Cathedral is a church in Ancona, central Italy
, dedicated to Judas Cyriacus. It is an example of mixed Romanesque-Byzantine and Gothic elements, and is located on the former site of the Greek city's acropolis, the Guasco hill which commands Ancona and its gulf.
Excavations carried on in 1948 proved that an Italic temple, perhaps dedicated to Aphrodite, existed on the site as early as the 3rd century BC. Above it, in the 6th century CE a Palaeo-Christian church was built. This had a nave and three aisles with the entrance facing south-east (where is the current Chapel of the Crucifix); some still existing remains of it include a mosaic pavement and perimeter walls.
In 995–1015 a new church was built, which anyway kept the original walls. In 1017 the renovated basilica received the relics of St. Marcellinus of Ancona and St. Cyiriacus. Further enlargement works occurred between the end of the 12th and the early 13th centuries, with the addition of a transversal body, to obtain a Greek cross plan, and a entrance towards south-west, resulting in the church now facing the port and the new road entering the city. The transepts were at a higher level than the previous nave, and had apses. The church, previously named after St. Lawrence, was re-dedicated to St. Cyriacus martyr, the patron saint and alleged bishop of Ancona.

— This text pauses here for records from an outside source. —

use crate::adapters::database::DbPool;
use crate::adapters::database::records::UsedRefreshTokenRecord;
use crate::domain::auth::UsedRefreshToken;
use crate::error::Result;
use crate::repository::UsedTokenRepository;
use async_trait::async_trait;

#[derive(Clone, Debug)]
pub struct PgUsedTokenRepository {
    pool: DbPool,
}

impl PgUsedTokenRepository {
    #[must_use]
    pub const fn new(pool: DbPool) -> Self {
        Self { pool }
    }
}

#[async_trait]
impl UsedTokenRepository for PgUsedTokenRepository {
    #[tracing::instrument(level = "debug", skip(self, used), fields(user_id = %used.user_id), err)]
    async fn record(&self, used: &UsedRefreshToken) -> Result<()> {
        sqlx::query(
            r#"
            INSERT INTO used_refresh_tokens (token_hash, user_id, device_id, used_at, expires_at)
            VALUES ($1, $2, $3, $4, $5)
            ON CONFLICT (token_hash) DO NOTHING
            "#,
        )
        .bind(&used.token_hash)
        .bind(used.user_id)
        .bind(used.device_id.as_str())
        .bind(used.used_at)
        .bind(used.expires_at)
        .execute(&self.pool)
        .await?;

        Ok(())
    }

    #[tracing::instrument(level = "debug", skip(self, token_hash), err)]
    async fn find_by_hash(&self, token_hash: &str) -> Result<Option<UsedRefreshToken>> {
        let record = sqlx::query_as::<_, UsedRefreshTokenRecord>(
            r#"
            SELECT user_id, token_hash, device_id, used_at, expires_at
            FROM used_refresh_tokens
            WHERE token_hash = $1 AND expires_at > NOW()
            "#,
        )
        .bind(token_hash)
        .fetch_optional(&self.pool)
        .await?;

        Ok(record.map(Into::into))
    }

    #[tracing::instrument(level = "debug", skip(self), err)]
    async fn purge_expired(&self) -> Result<u64> {
        let result =
            sqlx::query("DELETE FROM used_refresh_tokens WHERE expires_at <= NOW()").execute(&self.pool).await?;
        Ok(result.rows_affected())
    }
}
use crate::config::AuthConfig;
use crate::domain::auth::{Claims, RefreshToken, hash_token};
use crate::domain::auth_session::AuthSession;
use crate::domain::device::DeviceId;
use crate::domain::user::User;
use crate::error::{AppError, Result};
use crate::repository::RefreshTokenRepository;
use jsonwebtoken::{Algorithm, DecodingKey, EncodingKey, Header, Validation, decode, encode, errors::ErrorKind};
use rand::{RngCore, rngs::OsRng};
use time::OffsetDateTime;
use uuid::Uuid;

const REFRESH_TOKEN_BYTES: usize = 64;

#[derive(Debug, Clone, Copy, PartialEq, Eq)]
pub enum TokenError {
    Expired,
    Invalid,
}

/// Mints access/refresh pairs and verifies access tokens.
#[derive(Clone, Debug)]
pub struct TokenService {
    config: AuthConfig,
}

impl TokenService {
    #[must_use]
    pub const fn new(config: AuthConfig) -> Self {
        Self { config }
    }

    #[must_use]
    pub const fn access_token_ttl_secs(&self) -> u64 {
        self.config.access_token_ttl_secs
    }

    /// Cookie lifetime matching the refresh grant.
    #[must_use]
    pub const fn refresh_token_ttl_secs(&self) -> i64 {
        self.config.refresh_token_ttl_days * 86_400
    }

    /// Signs a claim set with the server secret.
    ///
    /// # Errors
    /// Returns `AppError::Internal` if signing fails.
    pub fn sign(&self, claims: &Claims) -> Result<String> {
        encode(&Header::new(Algorithm::HS256), claims, &EncodingKey::from_secret(self.config.jwt_secret.as_bytes()))
            .map_err(|_| AppError::Internal)
    }

    /// Verifies signature and expiry with no clock leeway.
    ///
    /// # Errors
    /// Returns `TokenError::Expired` for a well-signed token past `exp`, `TokenError::Invalid` otherwise.
    pub fn verify(&self, token: &str) -> std::result::Result<Claims, TokenError> {
        let mut validation = Validation::new(Algorithm::HS256);
        validation.leeway = 0;
        validation.set_required_spec_claims(&["exp", "iat", "sub"]);

        decode::<Claims>(token, &DecodingKey::from_secret(self.config.jwt_secret.as_bytes()), &validation)
            .map(|data| data.claims)
            .map_err(|e| match e.kind() {
                ErrorKind::ExpiredSignature => TokenError::Expired,
                _ => TokenError::Invalid,
            })
    }

    /// Builds a token pair plus the grant record that must be persisted before the pair is handed out.
    ///
    /// # Errors
    /// Returns `AppError::Internal` if the access token cannot be signed.
    pub fn mint(&self, user: &User, device_id: &DeviceId) -> Result<(AuthSession, RefreshToken)> {
        let claims = Claims::new(user.id, user.role, self.config.access_token_ttl_secs);
        let access_token = self.sign(&claims)?;
        let refresh_token = generate_refresh_token();

        let now = OffsetDateTime::now_utc();
        let grant = RefreshToken {
            id: Uuid::new_v4(),
            user_id: user.id,
            token_hash: hash_token(&refresh_token),
            device_id: device_id.clone(),
            expires_at: now + time::Duration::days(self.config.refresh_token_ttl_days),
            created_at: now,
        };

        let session =
            AuthSession { access_token, refresh_token, expires_in: self.config.access_token_ttl_secs };

        Ok((session, grant))
    }

    /// Mints a pair and stores its grant, replacing whatever the device held before.
    ///
    /// # Errors
    /// Returns a storage error if the grant could not be persisted; no pair is returned in that case.
    #[tracing::instrument(err, skip(self, refresh_tokens, user, device_id), fields(user_id = %user.id))]
    pub async fn issue(
        &self,
        refresh_tokens: &dyn RefreshTokenRepository,
        user: &User,
        device_id: &DeviceId,
    ) -> Result<AuthSession> {
        let (session, grant) = self.mint(user, device_id)?;
        refresh_tokens.upsert_for_device(&grant).await?;
        Ok(session)
    }
}

/// 64 bytes from the OS RNG, hex encoded.
fn generate_refresh_token() -> String {
    let mut bytes = [0u8; REFRESH_TOKEN_BYTES];
    OsRng.fill_bytes(&mut bytes);
    hex::encode(bytes)
}
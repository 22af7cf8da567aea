use crate::domain::device::DeviceId;
use crate::domain::user::Role;
use serde::{Deserialize, Serialize};
use sha2::{Digest, Sha256};
use time::OffsetDateTime;
use uuid::Uuid;

/// An active refresh grant. Only the SHA-256 of the raw token is kept.
#[derive(Debug, Clone, PartialEq, Eq)]
pub struct RefreshToken {
    pub id: Uuid,
    pub user_id: Uuid,
    pub token_hash: String,
    pub device_id: DeviceId,
    pub expires_at: OffsetDateTime,
    pub created_at: OffsetDateTime,
}

impl RefreshToken {
    #[must_use]
    pub fn is_expired(&self) -> bool {
        self.expires_at < OffsetDateTime::now_utc()
    }

    /// The ledger entry recording that this grant has been spent.
    #[must_use]
    pub fn consumed(&self) -> UsedRefreshToken {
        UsedRefreshToken {
            user_id: self.user_id,
            token_hash: self.token_hash.clone(),
            device_id: self.device_id.clone(),
            used_at: OffsetDateTime::now_utc(),
            expires_at: self.expires_at,
        }
    }
}

/// A refresh token that has already been exchanged.
#[derive(Debug, Clone, PartialEq, Eq)]
pub struct UsedRefreshToken {
    pub user_id: Uuid,
    pub token_hash: String,
    pub device_id: DeviceId,
    pub used_at: OffsetDateTime,
    pub expires_at: OffsetDateTime,
}

impl UsedRefreshToken {
    #[must_use]
    pub fn is_expired(&self) -> bool {
        self.expires_at < OffsetDateTime::now_utc()
    }
}

#[derive(Debug, Clone, Serialize, Deserialize, PartialEq, Eq)]
pub struct Claims {
    pub sub: Uuid,
    pub jti: Uuid,
    pub role: Role,
    pub iat: i64,
    pub exp: i64,
}

impl Claims {
    #[must_use]
    pub fn new(user_id: Uuid, role: Role, ttl_secs: u64) -> Self {
        let iat = OffsetDateTime::now_utc().unix_timestamp();
        let ttl = i64::try_from(ttl_secs).unwrap_or(i64::MAX);
        Self { sub: user_id, jti: Uuid::new_v4(), role, iat, exp: iat.saturating_add(ttl) }
    }
}

/// Hashes a raw refresh token for storage and lookup.
#[must_use]
pub fn hash_token(token: &str) -> String {
    let mut hasher = Sha256::new();
    hasher.update(token.as_bytes());
    hex::encode(hasher.finalize())
}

A first restoration was held in 1883. During World
War I, on 24 May 1915, the basilica was damaged by a bombardment of the Austrian-Hungarian fleet. The damage was restored in 1920, but in World War II Anglo-American aerial bombings destroyed the right transept and the Crypt of Drops under it, along with the art treasures housed there. Once the transept was rebuilt, the church was officially reopened in 1951. Further damage was caused by an earthquake in 1972, followed by a new restoration and another official opening in 1977.